Deux recommandations de l'avis portant sur un accueil et une intégration réussie des élèves des communautés culturelles méritent aussi d'être relevées. Et nous disons: Afin d'assurer la cohérence éducative dans le système d'éducation, le Conseil souligne la nécessité de l'ajustement de la structure éducative – commissions scolaires linguistiques, possibilité d'écoles publiques communes sans statut confessionnel et exploration d'un enseignement moral et religieux de type culturel – aux visées sociétales d'ouverture et d'intrégration. Le Conseil recommande à la ministre de l'Éducation de promouvoir cette école publique commune comme étant la structure la mieux ajustée aux visées sociétales d'ouverture et d'intégration.

Dans son rapport tout récent, soumis à l'automne 1996 et qui portait le titre de Pour un nouveau partage des pouvoirs et responsabilités en éducation , le Conseil recommande que les commissions scolaires soient recréées ou redistribuées en moins grand nombre et selon le critère des deux réseaux linguistiques. Dans ce rapport, le Conseil souhaite la réduction du nombre de commissions scolaires francophones et leur rajustement à une carte territoriale rénovée du Québec. Et nous parlions, à titre d'exemple, de renvoi à la structure des municipalités régionales de comté ou une autre réorganisation administrative, mais c'étaient seulement des exemples. Nous ne sommes pas allés plus loin dans les recommandations ou les propositions.

Le Conseil pense que le rapprochement du pouvoir de décision du lieu d'action se faisant surtout au niveau de l'école, il importe peu que les nouvelles instances intermédiaires soient peu nombreuses et relativement éloignées de chacun des établissements scolaires d'une région donnée. Ce pourrait être avantageux, même.
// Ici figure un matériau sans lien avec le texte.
//! Error types for loading indicator tables and running a comparison.

use std::path::PathBuf;

use thiserror::Error;

/// Failure to bring the three indicator tables into memory.
#[derive(Debug, Error)]
pub enum LoadError {
    /// A required table is missing or could not be read.
    #[error("data source not found or unreadable: {}", .path.display())]
    SourceNotFound {
        path: PathBuf,
        #[source]
        source: anyhow::Error,
    },
}

impl LoadError {
    pub fn path(&self) -> &std::path::Path {
        match self {
            LoadError::SourceNotFound { path, .. } => path,
        }
    }
}

/// Outcome of one comparison pass that produced no summary.
#[derive(Debug, Error)]
pub enum GapError {
    #[error(transparent)]
    Load(#[from] LoadError),

    /// The metric is a column of none of the loaded tables.
    #[error("no loaded table provides metric '{metric}'")]
    Unresolved { metric: String },

    /// None of the selected countries has a row in the resolved table.
    #[error("no rows for the selected countries (metric '{metric}')")]
    EmptyResult { metric: String },

    /// The latest year is present but none of its rows carries a value.
    #[error("no '{metric}' values for the latest year {year}")]
    NoLatestValues { metric: String, year: i32 },
}

impl GapError {
    /// Load failures end the session; the rest depend only on the current
    /// metric and selection.
    pub fn is_fatal(&self) -> bool {
        matches!(self, GapError::Load(_))
    }
}

#[cfg(test)]
mod tests {
    use super::*;

    #[test]
    fn only_load_errors_are_fatal() {
        let load = GapError::from(LoadError::SourceNotFound {
            path: PathBuf::from("data/sdr_scores.csv"),
            source: anyhow::anyhow!("No such file"),
        });
        assert!(load.is_fatal());
        assert!(load.to_string().contains("data/sdr_scores.csv"));

        let unresolved = GapError::Unresolved {
            metric: "literacy_rate".into(),
        };
        assert!(!unresolved.is_fatal());
        assert!(unresolved.to_string().contains("literacy_rate"));
    }
}
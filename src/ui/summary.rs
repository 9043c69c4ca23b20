use eframe::egui::{Color32, RichText, ScrollArea, Ui};
use egui_extras::{Column, TableBuilder};
use sdg9_gap::analysis::advice::recommendations;
use sdg9_gap::{Comparison, GapError};

use crate::state::AppState;

// ---------------------------------------------------------------------------
// Bottom panel – gap summary, data table and advice
// ---------------------------------------------------------------------------

pub fn summary_panel(ui: &mut Ui, state: &AppState) {
    ui.heading("Gap analysis");
    ui.separator();

    match &state.outcome {
        Some(Ok(comparison)) => {
            gap_line(ui, state, comparison);
            ui.add_space(6.0);
            ui.columns(2, |cols| {
                data_table(&mut cols[0], comparison);
                advice(&mut cols[1], state);
            });
        }
        Some(Err(e)) => no_data(ui, e),
        None => {}
    }
}

fn gap_line(ui: &mut Ui, state: &AppState, comparison: &Comparison) {
    let s = &comparison.summary;
    ui.horizontal_wrapped(|ui: &mut Ui| {
        ui.label(format!("As of {}, best:", s.year));
        ui.label(
            RichText::new(format!("{} ({:.1})", s.best_country, s.best_value))
                .strong()
                .color(state.color_map.color_for(&s.best_country)),
        );
        ui.label("worst:");
        ui.label(
            RichText::new(format!("{} ({:.1})", s.worst_country, s.worst_value))
                .strong()
                .color(state.color_map.color_for(&s.worst_country)),
        );
        ui.label("gap:");
        ui.label(RichText::new(format!("{:.1}", s.gap)).strong());
    });
}

fn no_data(ui: &mut Ui, err: &GapError) {
    let text = match err {
        GapError::Unresolved { .. } => "No data for this metric in any loaded table.",
        GapError::EmptyResult { .. } => "No data for the selected countries.",
        GapError::NoLatestValues { .. } => "The latest year has no values for the selected countries.",
        GapError::Load(_) => "The indicator tables could not be loaded.",
    };
    ui.label(RichText::new(text).color(Color32::YELLOW));
}

fn data_table(ui: &mut Ui, comparison: &Comparison) {
    ui.push_id("view_table", |ui: &mut Ui| {
        TableBuilder::new(ui)
            .striped(true)
            .column(Column::remainder().at_least(120.0))
            .column(Column::auto().at_least(50.0))
            .column(Column::auto().at_least(80.0))
            .header(20.0, |mut header| {
                header.col(|ui| {
                    ui.strong("Country");
                });
                header.col(|ui| {
                    ui.strong("Year");
                });
                header.col(|ui| {
                    ui.strong(comparison.metric_label());
                });
            })
            .body(|mut body| {
                for row in &comparison.view.rows {
                    body.row(18.0, |mut table_row| {
                        table_row.col(|ui| {
                            ui.label(&row.country);
                        });
                        table_row.col(|ui| {
                            ui.label(row.year.to_string());
                        });
                        table_row.col(|ui| {
                            match row.value(&comparison.metric) {
                                Some(v) => ui.label(format!("{v:.2}")),
                                None => ui.weak("–"),
                            };
                        });
                    });
                }
            });
    });
}

fn advice(ui: &mut Ui, state: &AppState) {
    ui.strong("Recommendations");
    ScrollArea::vertical()
        .id_salt("advice")
        .show(ui, |ui: &mut Ui| {
            for line in recommendations(state.metric) {
                ui.label(format!("• {line}"));
            }
        });
}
Car, selon une étude de l'OCDE de 1995, cette étude portait sur les processus de décisions dans 14 systèmes éducatifs... Cette étude de l'OCDE disait que «plus les niveaux de décisions sont éloignés l'un de l'autre dans une structure donnée, plus chacun a tendance à exercer ses prérogatives dans des domaines distincts; plus les niveaux intermédiaires interviennent près des établissements, plus ils auraient tendance à prendre des décisions à leur place».

Ces observations, croyons-nous, souscrivent aux orientations de responsabilisation qui sous-tendent la décentralisation du système scolaire et le renforcement du pouvoir au sein de l'établissement scolaire. Par ailleurs, le Conseil comprend que la situation des communautés anglophones ne commande pas nécessairement les mêmes solutions et qu'il faudra veiller à tenir compte des besoins de ces populations qui sont parfois éparses, parfois concentrées sur un territoire. Donc, il faudra veiller à tenir compte des besoins de ces populations au moyen de mécanismes appropriés et qui sauront éviter toute lourdeur bureaucratique.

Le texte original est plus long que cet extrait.